Minakshi Mukherjee is an Indian politician from West Bengal. She is the state secretary of the Democratic Youth Federation of India (DYFI). She previously was the state president of DYFI, the youth wing of CPIM. She was fielded as the Left Front candidate from Sanjukta Morcha against Chief Minister of West Bengal Mamata Banerjee and BJP Leader Suvendu Adhikari in the 2021 West Bengal Legislative Assembly Election from Nandigram, but lost to Suvendu Adhikari.

Early life 
Minakshi was born in Kulti, West Bengal. She completed schooling at Jaladhi Kumari Devi Uchcha Balika Vidyalaya in Kulti.

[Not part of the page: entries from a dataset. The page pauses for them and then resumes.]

use tokio::signal;
use tracing::info;

/// Resolves on Ctrl-C or SIGTERM so in-flight requests can finish.
pub async fn shutdown_signal() {
    let ctrl_c = async {
        signal::ctrl_c().await.expect("failed to listen for Ctrl-C");
        info!("Received Ctrl-C, shutting down");
    };

    #[cfg(unix)]
    let terminate = async {
        signal::unix::signal(signal::unix::SignalKind::terminate())
            .expect("failed to install SIGTERM handler")
            .recv()
            .await;
        info!("Received SIGTERM, shutting down");
    };

    #[cfg(not(unix))]
    let terminate = std::future::pending::<()>();

    tokio::select! {
        _ = ctrl_c => {},
        _ = terminate => {},
    }
}
// Entry point for fluxim-server: an image generation relay in front of Replicate.
// Loads configuration, opens the log file, wires the request pipeline and
// serves the HTTP API next to the static web client.

mod artifact;
mod config;
mod dispatch;
mod file_name;
mod logging;
mod materialize;
mod metadata;
mod purge;
mod registry;
mod shutdown_signal;
mod timestamp;
mod upstream;
mod web;

use artifact::ArtifactWriter;
use clap::Parser;
use config::{AppConfig, ConfigError, RelayConfig};
use dispatch::Dispatcher;
use file_name::FileNameGenerator;
use materialize::Materializer;
use registry::ModelRegistry;
use shutdown_signal::shutdown_signal;
use std::{net::SocketAddr, sync::Arc};
use upstream::ReplicateClient;

fn fatal(err: ConfigError) -> ! {
    tracing::error!("FATAL: {}", err);
    eprintln!("FATAL: {}. Exiting.", err);
    std::process::exit(1);
}

#[tokio::main]
async fn main() {
    // Parse command line args and environment variables
    let app_config = AppConfig::parse();

    // Validated before the log file exists, so failures here only reach stderr.
    let config = Arc::new(RelayConfig::try_from(app_config).unwrap_or_else(|e| fatal(e)));

    if let Err(e) = logging::init(&config.log_file, &config.locale, config.debug) {
        eprintln!(
            "FATAL: Cannot open log file {}: {}. Exiting.",
            config.log_file.display(),
            e
        );
        std::process::exit(1);
    }

    tracing::info!("Starting {} {}...", env!("CARGO_PKG_NAME"), env!("CARGO_PKG_VERSION"));

    if let Err(e) = config.prepare_output_dir() {
        fatal(e);
    }
    tracing::info!("Writing images to {}", config.output_dir.display());
    if config.passwords.is_empty() {
        tracing::warn!("No passwords configured. Every generation request will be rejected.");
    }

    let generator = ReplicateClient::from_config(&config)
        .unwrap_or_else(|e| fatal(ConfigError::UpstreamClient(e.to_string())));

    let materializer = Materializer::new(
        config.output_dir.clone(),
        FileNameGenerator::new(config.file_prefix.clone()),
        ArtifactWriter::new(config.embed_metadata),
    );
    let registry = ModelRegistry::builtin();
    tracing::info!("{} model(s) available", registry.list().count());

    let dispatcher = Arc::new(Dispatcher::new(
        config.clone(),
        registry,
        Arc::new(generator),
        materializer,
    ));

    let purge_task = purge::spawn_purge_task(
        config.output_dir.clone(),
        config.purge_older_than_hours,
        config.purge_interval,
    );

    let app = web::create_app(dispatcher, &config.public_dir);
    tracing::info!("Axum router configured.");

    // --- Start HTTP Server ---
    let listener = match web::create_listener(&config.host, config.port).await {
        Ok((addr, l)) => {
            tracing::info!("Server successfully bound. Listening on {}", addr);
            l
        }
        Err(e) => {
            tracing::error!("FATAL: Failed to bind server: {}", e);
            eprintln!("FATAL: Could not bind server. Error: {}. Exiting.", e);
            std::process::exit(1);
        }
    };

    // Peer addresses feed the client address logged for each request.
    if let Err(e) = axum::serve(
        listener,
        app.into_make_service_with_connect_info::<SocketAddr>(),
    )
    .with_graceful_shutdown(shutdown_signal())
    .await
    {
        tracing::error!("Server run error: {}", e);
        eprintln!("ERROR: Server shut down unexpectedly. Error: {}", e);
    }

    if let Some(task) = purge_task {
        task.abort();
    }

    tracing::info!("{} has shut down.", env!("CARGO_PKG_NAME"));
}
// Error type for the HTTP layer

use crate::dispatch::DispatchError;
use axum::{
    Json,
    extract::rejection::JsonRejection,
    http::StatusCode,
    response::{IntoResponse, Response},
};
use serde_json::json;

/// Every failure is reported as 500 with a displayable `detail`.
#[derive(Debug)]
pub enum ApiError {
    Dispatch(DispatchError),
    InvalidPayload(String),
}

impl IntoResponse for ApiError {
    fn into_response(self) -> Response {
        let (status, detail) = match self {
            Self::Dispatch(err) => (StatusCode::INTERNAL_SERVER_ERROR, err.to_string()),
            Self::InvalidPayload(msg) => (
                StatusCode::INTERNAL_SERVER_ERROR,
                format!("Invalid request: {}", msg),
            ),
        };

        (status, Json(json!({ "detail": detail }))).into_response()
    }
}

impl From<DispatchError> for ApiError {
    fn from(err: DispatchError) -> Self {
        Self::Dispatch(err)
    }
}

impl From<JsonRejection> for ApiError {
    fn from(rejection: JsonRejection) -> Self {
        Self::InvalidPayload(rejection.body_text())
    }
}
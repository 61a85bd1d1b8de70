// Contract for the remote image-generation service, plus its HTTP client.

mod replicate;

pub use replicate::ReplicateClient;

use async_trait::async_trait;
use serde_json::{Map, Value};

/// Raw bytes returned by one upstream run.
#[derive(Debug, Clone, PartialEq, Eq)]
pub enum UpstreamOutput {
    Single(Vec<u8>),
    Multi(Vec<Vec<u8>>),
}

impl UpstreamOutput {
    /// Payloads in upstream order; a single payload becomes a one-element list.
    pub fn into_payloads(self) -> Vec<Vec<u8>> {
        match self {
            UpstreamOutput::Single(payload) => vec![payload],
            UpstreamOutput::Multi(payloads) => payloads,
        }
    }

    pub fn len(&self) -> usize {
        match self {
            UpstreamOutput::Single(_) => 1,
            UpstreamOutput::Multi(payloads) => payloads.len(),
        }
    }

    pub fn is_empty(&self) -> bool {
        self.len() == 0
    }
}

#[derive(Debug, thiserror::Error)]
pub enum UpstreamError {
    #[error("request failed: {0}")]
    Transport(#[from] reqwest::Error),
    #[error("upstream returned HTTP {status}: {detail}")]
    Status { status: u16, detail: String },
    #[error("prediction {status}: {detail}")]
    Failed { status: String, detail: String },
    #[error("unexpected response: {0}")]
    InvalidResponse(String),
    #[error("timed out after {0}s")]
    Timeout(u64),
}

impl UpstreamError {
    /// Message safe to hand back to API clients. Transport errors carry
    /// request URLs, so only their kind is reported.
    pub fn public_detail(&self) -> String {
        match self {
            UpstreamError::Transport(e) if e.is_timeout() => "upstream timed out".to_string(),
            UpstreamError::Transport(_) => "upstream unreachable".to_string(),
            other => other.to_string(),
        }
    }
}

/// Runs a model by its provider-qualified name with the caller's input mapping.
#[async_trait]
pub trait ImageGenerator: Send + Sync {
    async fn run(
        &self,
        model: &str,
        input: &Map<String, Value>,
    ) -> Result<UpstreamOutput, UpstreamError>;
}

Her graduation was from Banwarilal Bhalotia College Asansol and she later completed a master's degree in political science from Burdwan University.

Political career 
Minakshi Mukherjee started her activism through Students' Federation of India in her college days. She was later inducted into the Democratic Youth Federation of India (DYFI) local committee in 2008. Her leadership and public speaking skills helped her rise within DYFI, and by 2018, she became the state president of DYFI in West Bengal. In the same year, she also joined the state committee of the Communist Party of India (Marxist) in West Bengal.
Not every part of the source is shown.